Tomorrow, November 8th, is Election Day and all eyes are on the high-stakes races that will determine which party controls Congress. Few are paying attention to local races for Public Service Commissions (PSC) or Public Utility Commissions. But these races have an outsized impact on our lives.

Whether you are electing a commissioner to join your Public Utilities/Public Service Commission, or you are electing a Governor who will appoint these commissioners, take heed. These commissions are critical to the accessibility and affordability of our water, energy, internet, and transportation — as well as the quality of our air and water.

Public Utilities/Public Service Commissions hold vast decision-making responsibilities and power over the energy, water, telecommunications, and sometimes transportation resources that are generated and consumed in our communities.   

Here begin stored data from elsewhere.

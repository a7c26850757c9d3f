//! Chat session manager.
//!
//! `ChatService` orchestrates the lifecycle of a chat turn: persist the
//! user message, call the AI responder with the shop context and full
//! history, persist the reply. It also owns the edit-and-regenerate
//! workflow, which truncates everything at and after the edited message
//! before re-answering from the surviving prefix.
//!
//! Failure policy: a responder failure never rolls back the user's
//! message or edit. The turn is committed but left unanswered, and the
//! caller gets a distinguishable outcome so the UI can offer a retry.

use receptionist_types::chat::{
    ChatMessage, ChatTurn, ConversationSummary, EditOutcome, MessageRole, NewMessage, TurnReply,
};
use receptionist_types::error::ChatError;
use receptionist_types::llm::CompletionRequest;
use tracing::{info, warn};
use uuid::Uuid;

use crate::chat::locks::ConversationLocks;
use crate::chat::prompt::{self, ShopContext};
use crate::chat::repository::ConversationRepository;
use crate::llm::provider::LlmProvider;

/// Client-supplied conversation ids are an untrusted partition key.
const MAX_CONVERSATION_ID_LEN: usize = 128;

/// Generation parameters applied to every AI call.
#[derive(Debug, Clone)]
pub struct LlmSettings {
    pub model: String,
    pub max_tokens: u32,
    pub temperature: f64,
}

/// Orchestrates chat turns and the edit/regenerate workflow.
///
/// Generic over `ConversationRepository` and `LlmProvider` so the core
/// never depends on receptionist-infra. All writes to one conversation
/// are serialized through a per-conversation lock; reads are not.
pub struct ChatService<R: ConversationRepository, P: LlmProvider> {
    repo: R,
    provider: P,
    settings: LlmSettings,
    locks: ConversationLocks,
}

impl<R: ConversationRepository, P: LlmProvider> ChatService<R, P> {
    pub fn new(repo: R, provider: P, settings: LlmSettings) -> Self {
        Self {
            repo,
            provider,
            settings,
            locks: ConversationLocks::new(),
        }
    }

    /// Receive a user message, persist it, and answer it.
    ///
    /// When `conversation_id` is absent a fresh one is minted, creating
    /// the conversation implicitly. The user message is committed before
    /// the AI call, so a responder failure loses no input.
    pub async fn send_message(
        &self,
        conversation_id: Option<String>,
        text: &str,
        context: &ShopContext,
    ) -> Result<ChatTurn, ChatError> {
        validate_text(text)?;
        let conversation_id = match conversation_id {
            Some(id) => {
                validate_conversation_id(&id)?;
                id
            }
            None => Uuid::now_v7().to_string(),
        };

        let _guard = self.locks.acquire(&conversation_id).await;

        let user_message = self
            .repo
            .insert_message(&NewMessage {
                conversation_id: conversation_id.clone(),
                role: MessageRole::User,
                text: text.to_string(),
                in_reply_to: None,
            })
            .await?;

        let history = self.repo.messages_for_conversation(&conversation_id).await?;
        let reply = self
            .generate_reply(&conversation_id, &history, user_message.id, context)
            .await?;

        Ok(ChatTurn {
            conversation_id,
            user_message,
            reply,
        })
    }

    /// Rewrite a historical user message as if every later turn had never
    /// happened.
    ///
    /// Truncates the conversation at the target message (inclusive) and
    /// inserts the replacement in one store transaction, then regenerates
    /// the reply from the surviving prefix. Destructive and
    /// non-idempotent: a second identical call targets the regenerated
    /// message, not the original.
    pub async fn edit_message(
        &self,
        message_id: &Uuid,
        conversation_id: &str,
        new_text: &str,
        context: &ShopContext,
    ) -> Result<EditOutcome, ChatError> {
        validate_text(new_text)?;
        validate_conversation_id(conversation_id)?;

        let _guard = self.locks.acquire(conversation_id).await;

        let target = self
            .repo
            .find_message(message_id)
            .await?
            .ok_or(ChatError::NotFound)?;
        if target.conversation_id != conversation_id {
            return Err(ChatError::NotFound);
        }
        if target.role != MessageRole::User {
            return Err(ChatError::Validation(
                "only user messages can be edited".to_string(),
            ));
        }

        let edited = self
            .repo
            .truncate_and_replace(conversation_id, target.seq, new_text)
            .await?;
        info!(
            conversation_id = %conversation_id,
            from_seq = target.seq,
            "conversation truncated for edit"
        );

        let history = self.repo.messages_for_conversation(conversation_id).await?;
        let reply = self
            .generate_reply(conversation_id, &history, edited.id, context)
            .await?;

        let messages = self.repo.messages_for_conversation(conversation_id).await?;
        Ok(EditOutcome {
            conversation_id: conversation_id.to_string(),
            edited,
            reply,
            messages,
        })
    }

    /// All messages for a conversation in order. An unknown id yields an
    /// empty history, not an error.
    pub async fn history(&self, conversation_id: &str) -> Result<Vec<ChatMessage>, ChatError> {
        validate_conversation_id(conversation_id)?;
        Ok(self.repo.messages_for_conversation(conversation_id).await?)
    }

    /// Distinct conversations, newest activity first.
    pub async fn list_conversations(&self) -> Result<Vec<ConversationSummary>, ChatError> {
        Ok(self.repo.list_conversations().await?)
    }

    /// Delete a conversation and all its messages. Idempotent: deleting
    /// an unknown conversation succeeds with 0 removed.
    pub async fn delete_conversation(&self, conversation_id: &str) -> Result<u64, ChatError> {
        validate_conversation_id(conversation_id)?;
        let _guard = self.locks.acquire(conversation_id).await;
        let removed = self.repo.delete_conversation(conversation_id).await?;
        info!(conversation_id = %conversation_id, removed, "conversation deleted");
        Ok(removed)
    }

    /// Call the responder with the current history and persist the reply.
    ///
    /// A provider failure is recovered locally: the turn stays committed
    /// and the outcome records the error instead of a reply.
    async fn generate_reply(
        &self,
        conversation_id: &str,
        history: &[ChatMessage],
        user_message_id: Uuid,
        context: &ShopContext,
    ) -> Result<TurnReply, ChatError> {
        let request = CompletionRequest {
            model: self.settings.model.clone(),
            messages: prompt::history_to_messages(history),
            system: Some(prompt::render_system_context(context)),
            max_tokens: self.settings.max_tokens,
            temperature: Some(self.settings.temperature),
        };

        match self.provider.complete(&request).await {
            Ok(response) => {
                let bot_message = self
                    .repo
                    .insert_message(&NewMessage {
                        conversation_id: conversation_id.to_string(),
                        role: MessageRole::Bot,
                        text: response.content,
                        in_reply_to: Some(user_message_id),
                    })
                    .await?;
                info!(
                    conversation_id = %conversation_id,
                    provider = self.provider.name(),
                    input_tokens = response.usage.input_tokens,
                    output_tokens = response.usage.output_tokens,
                    "reply generated"
                );
                Ok(TurnReply::Answered(bot_message))
            }
            Err(e) => {
                warn!(
                    conversation_id = %conversation_id,
                    provider = self.provider.name(),
                    error = %e,
                    "AI responder call failed; turn left unanswered"
                );
                Ok(TurnReply::Unanswered {
                    error: e.to_string(),
                })
            }
        }
    }
}

fn validate_text(text: &str) -> Result<(), ChatError> {
    if text.trim().is_empty() {
        return Err(ChatError::Validation(
            "message text must not be empty".to_string(),
        ));
    }
    Ok(())
}

fn validate_conversation_id(id: &str) -> Result<(), ChatError> {
    if id.is_empty() {
        return Err(ChatError::Validation(
            "conversation id must not be empty".to_string(),
        ));
    }
    if id.len() > MAX_CONVERSATION_ID_LEN {
        return Err(ChatError::Validation(format!(
            "conversation id exceeds {MAX_CONVERSATION_ID_LEN} characters"
        )));
    }
    if id.chars().any(char::is_control) {
        return Err(ChatError::Validation(
            "conversation id contains control characters".to_string(),
        ));
    }
    Ok(())
}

But who are the people who make up these Commissions? Do they really have the best interest of communities at heart? Do they truly understand the needs of communities most impacted by fluctuating utility costs, proximity to unhealthy power plants, and crumbling infrastructure?  

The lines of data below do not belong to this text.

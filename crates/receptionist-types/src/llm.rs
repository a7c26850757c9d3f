//! AI provider request/response types.
//!
//! Provider-agnostic shapes for a single synchronous completion call.
//! Wire-format specifics (Anthropic Messages API, OpenAI Chat Completions)
//! live with the provider clients in receptionist-infra.

use serde::{Deserialize, Serialize};

use crate::chat::MessageRole;

/// A single message in the prompt history sent to a provider.
///
/// Uses the domain roles (`user`/`bot`); providers translate `bot` to
/// whatever their wire format calls the assistant side.
#[derive(Debug, Clone, Serialize, Deserialize)]
pub struct Message {
    pub role: MessageRole,
    pub content: String,
}

/// Request to an AI provider for a completion.
#[derive(Debug, Clone, Serialize, Deserialize)]
pub struct CompletionRequest {
    pub model: String,
    pub messages: Vec<Message>,
    #[serde(skip_serializing_if = "Option::is_none")]
    pub system: Option<String>,
    pub max_tokens: u32,
    #[serde(skip_serializing_if = "Option::is_none")]
    pub temperature: Option<f64>,
}

/// Response from an AI provider for a completion.
#[derive(Debug, Clone, Serialize, Deserialize)]
pub struct CompletionResponse {
    pub id: String,
    pub content: String,
    pub model: String,
    pub usage: Usage,
}

/// Token usage for a completion request/response.
#[derive(Debug, Clone, Default, Serialize, Deserialize)]
pub struct Usage {
    pub input_tokens: u32,
    pub output_tokens: u32,
}

/// Errors from AI provider operations.
#[derive(Debug, thiserror::Error)]
pub enum LlmError {
    #[error("provider error: {message}")]
    Provider { message: String },

    #[error("deserialization error: {0}")]
    Deserialization(String),

    #[error("rate limited (retry after {retry_after_ms:?}ms)")]
    RateLimited { retry_after_ms: Option<u64> },

    #[error("provider overloaded: {0}")]
    Overloaded(String),

    #[error("authentication failed")]
    AuthenticationFailed,

    #[error("invalid request: {0}")]
    InvalidRequest(String),
}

A timely new report, Who Holds the Power: Demystifying and Democratizing Public Utilities Commissions demystifies these critical entities, whose missions are tied to our environmental and economic health. Importantly, it shows how we can ensure that Public Utilities/Public Service Commissions reflect and represent the interests of those they serve.

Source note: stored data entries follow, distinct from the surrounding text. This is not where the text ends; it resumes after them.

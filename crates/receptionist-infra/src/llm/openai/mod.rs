//! OpenAI Chat Completions API provider.

mod client;
mod types;

pub use client::OpenAiProvider;
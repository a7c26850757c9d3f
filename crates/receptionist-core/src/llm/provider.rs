//! LlmProvider trait definition.
//!
//! This is the abstraction the chat session manager talks to. One
//! synchronous request/response call per chat turn; no streaming. The
//! call is bounded by the provider's HTTP client timeout, and a timeout
//! surfaces as an ordinary provider error.

use receptionist_types::llm::{CompletionRequest, CompletionResponse, LlmError};

/// Trait for AI provider backends (Anthropic, OpenAI).
///
/// Uses native async fn in traits (RPITIT, Rust 2024 edition).
/// Implementations live in receptionist-infra.
pub trait LlmProvider: Send + Sync {
    /// Human-readable provider name (e.g., "anthropic", "openai").
    fn name(&self) -> &str;

    /// Send a completion request and receive the full response.
    fn complete(
        &self,
        request: &CompletionRequest,
    ) -> impl std::future::Future<Output = Result<CompletionResponse, LlmError>> + Send;
}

We know that environmental and economic crises disproportionately impact communities of color, women, people with disabilities, children, elders, and people who are LGBTQIA.  These groups have been historically, systemically marginalized.  However, Who Holds the Power reveals that: 

  • A significant majority — 65% — of Public Utility Commissioners identify as men 
  • Six states have all-male PUCs 
  • Nearly half of all states have PUCs with no commissioners of color 
  • A mere 8 states have PUCs with more than one commissioner of color 
  • Commissioners from several states have ties to fossil fuels – wielding significant influence within one of the very industries they regulate 

The keys to advancing equity and inclusion in the PUCs/PSCs are directly tied to representational governance. When the commissioners occupying those seats truly see themselves as accountable to the people, the public wins.  Armed with this new report, communities can rise up, get involved, hold these officials accountable, and “be the change we want to see in the world.”